> **Task brief**: For the entries below, report the number of lines containing "NaiveDate", without any other content.

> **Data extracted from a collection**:
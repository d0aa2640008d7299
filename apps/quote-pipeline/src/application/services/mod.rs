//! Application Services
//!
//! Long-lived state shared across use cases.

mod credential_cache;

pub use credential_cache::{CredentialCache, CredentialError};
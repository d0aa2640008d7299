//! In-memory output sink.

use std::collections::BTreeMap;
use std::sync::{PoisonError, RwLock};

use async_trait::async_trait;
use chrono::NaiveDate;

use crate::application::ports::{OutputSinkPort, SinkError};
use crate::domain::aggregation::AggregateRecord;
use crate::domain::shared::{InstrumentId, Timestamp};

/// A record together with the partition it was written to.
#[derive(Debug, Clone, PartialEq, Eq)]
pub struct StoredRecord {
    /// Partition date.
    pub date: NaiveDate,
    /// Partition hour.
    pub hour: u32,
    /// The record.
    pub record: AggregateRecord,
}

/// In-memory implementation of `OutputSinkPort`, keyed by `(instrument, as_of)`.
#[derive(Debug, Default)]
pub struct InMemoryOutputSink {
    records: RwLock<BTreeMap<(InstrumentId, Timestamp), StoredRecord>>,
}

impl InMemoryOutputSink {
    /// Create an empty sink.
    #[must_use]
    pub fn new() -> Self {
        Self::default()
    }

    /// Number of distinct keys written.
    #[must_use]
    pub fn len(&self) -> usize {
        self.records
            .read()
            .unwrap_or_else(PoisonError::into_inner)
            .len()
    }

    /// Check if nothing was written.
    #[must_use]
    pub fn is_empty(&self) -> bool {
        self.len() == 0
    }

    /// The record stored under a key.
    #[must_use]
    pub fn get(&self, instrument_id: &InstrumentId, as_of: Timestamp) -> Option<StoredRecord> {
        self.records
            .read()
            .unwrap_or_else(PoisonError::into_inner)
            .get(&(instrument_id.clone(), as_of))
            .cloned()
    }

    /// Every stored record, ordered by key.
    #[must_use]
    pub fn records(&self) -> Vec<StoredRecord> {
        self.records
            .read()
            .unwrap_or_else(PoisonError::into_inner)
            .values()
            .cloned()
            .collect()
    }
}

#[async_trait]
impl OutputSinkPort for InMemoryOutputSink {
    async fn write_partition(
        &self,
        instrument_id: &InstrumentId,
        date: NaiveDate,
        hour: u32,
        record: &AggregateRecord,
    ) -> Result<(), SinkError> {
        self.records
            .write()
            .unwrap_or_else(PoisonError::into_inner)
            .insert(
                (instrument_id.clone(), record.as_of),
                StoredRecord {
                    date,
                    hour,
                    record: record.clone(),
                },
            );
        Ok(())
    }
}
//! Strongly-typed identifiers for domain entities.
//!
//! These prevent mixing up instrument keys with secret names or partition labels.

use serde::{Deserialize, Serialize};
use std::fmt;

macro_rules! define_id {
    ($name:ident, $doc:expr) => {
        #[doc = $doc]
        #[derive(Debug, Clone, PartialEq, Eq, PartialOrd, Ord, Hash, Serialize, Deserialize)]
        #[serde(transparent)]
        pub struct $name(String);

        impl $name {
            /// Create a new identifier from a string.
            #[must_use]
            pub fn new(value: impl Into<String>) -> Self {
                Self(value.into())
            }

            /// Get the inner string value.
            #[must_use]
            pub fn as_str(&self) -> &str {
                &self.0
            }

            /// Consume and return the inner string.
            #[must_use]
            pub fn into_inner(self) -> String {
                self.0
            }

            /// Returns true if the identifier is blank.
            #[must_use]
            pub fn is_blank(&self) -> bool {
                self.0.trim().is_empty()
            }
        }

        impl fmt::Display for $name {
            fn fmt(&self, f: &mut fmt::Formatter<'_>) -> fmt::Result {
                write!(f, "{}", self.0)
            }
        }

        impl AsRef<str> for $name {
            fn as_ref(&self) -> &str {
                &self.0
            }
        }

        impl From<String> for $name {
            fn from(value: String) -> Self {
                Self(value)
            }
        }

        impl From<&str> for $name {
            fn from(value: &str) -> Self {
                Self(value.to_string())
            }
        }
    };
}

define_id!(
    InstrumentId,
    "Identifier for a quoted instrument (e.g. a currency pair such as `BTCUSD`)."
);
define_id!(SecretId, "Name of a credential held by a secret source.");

> **Solved problem**: 3